El sismo de 2017 destruyó menos que los anteriores, debido a la regulación posterior a 1985
No hay nada que no pueda ser construido sin riesgo de desastre en la Ciudad de México, ni en la zona del antiguo lago ni en las otras. Nuestra fatalidad sísmica no es fatal. Habrá siempre sismos pero no siempre tiene que haber catástrofes. La ciudad de México ha vencido ya a sus terremotos de la única forma que puede hacerse: tomando nota de ellos y actuando en consecuencia. El tamaño considerablemente menor de la destrucción del sismo de 2017, debe mucho a las regulaciones posteriores al de 1985. Hay que mirar de frente la catástrofe sísmica del 2017 no sólo con valor y solidaridad, también con rigor científico, mejores códigos de construcción y protocolos más estrictos de protección civil. No sólo hay que recoger los escombros, hay que estudiarlos, entender sus causas, corregir sus errores.
El adversario geológico de la ciudad es, ha vuelto a ser, el subsuelo arcilloso de sus antiguos lagos que aceleran las ondas sísmicas. No hay nada invencible en eso. El mismo Cinna Lomnitz describió en qué consistían esas aceleraciones y cómo habían sido vencidas al menos en un caso monumental.
“Las ondas de los sismos causan oscilaciones de amplitud cinco o seis veces mayor en la zona lacustre de la Ciudad de México (...) Por este motivo, la Torre Mayor incorpora 96 amortiguadores en su estructura. A pesar de su gran altura (55 pisos), posee una gran resistencia a los temblores. Los amortiguadores evitan que el edificio se ponga a oscilar incontroladamente durante el sismo” (http://bit.ly/2hs4HFa).

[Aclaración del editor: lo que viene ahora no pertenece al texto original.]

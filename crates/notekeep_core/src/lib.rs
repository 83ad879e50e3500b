//! Core domain logic for notekeep.
//! This crate owns the note invariants, the undo/redo log and persistence.

pub mod config;
pub mod db;
pub mod logging;
pub mod model;
pub mod persist;
pub mod store;

pub use config::{load_config, BackendKind, Config, ConfigError};
pub use logging::{init_logging, logging_status, LogLevel, LoggingError};
pub use model::note::{generate_note_id, Note, NoteId, NoteValidationError};
pub use persist::{
    FileAdapter, PersistError, PersistResult, PersistenceAdapter, SaveMode, SqliteKvAdapter,
};
pub use store::{
    Action, ActionKind, LoadReport, LogNotifier, Notice, NoticeLevel, Notifier, NotesStore,
    Operation, SaveReport, StoreError, StoreResult,
};

/// Returns the core crate version.
pub fn core_version() -> &'static str {
    env!("CARGO_PKG_VERSION")
}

Repítase proporcionalmente el criterio de la Torre Mayor, o el de la Torre Latinoamericana, al resto de la construcción en la ciudad, particularmente en la zona del lago, y habremos vencido en algo al siguiente sismo. No sabemos cómo es el adversario geológico de las decenas de miles de viviendas destruidas en Oaxaca, Chiapas, Morelos, Puebla, Estado de México. Tampoco las costumbres de construcción local que deben ser reformadas. Pero allá, en las comunidades de un piso, como acá en la ciudad de muchos, el camino es aprender y corregir bajo el supuesto de que los dioses del subsuelo no asaltan la buena ingeniería porque la buena ingeniería los respeta.
“La lección es sencilla”, dice Cinna Lomnitz. “La cultura sísmica es buena cuando la tienen los gobiernos. El sismo es un enemigo que se ríe de los simulacros. Primero tenemos que estar protegidos. Nuestra defensa contra el sismo es un buen gobierno” (http://bit.ly/2fPWFCA).
Añado: con un ejército de ingenieros y sismólogos detrás.
Héctor Aguilar Camín es escritor y director de la revista Nexos.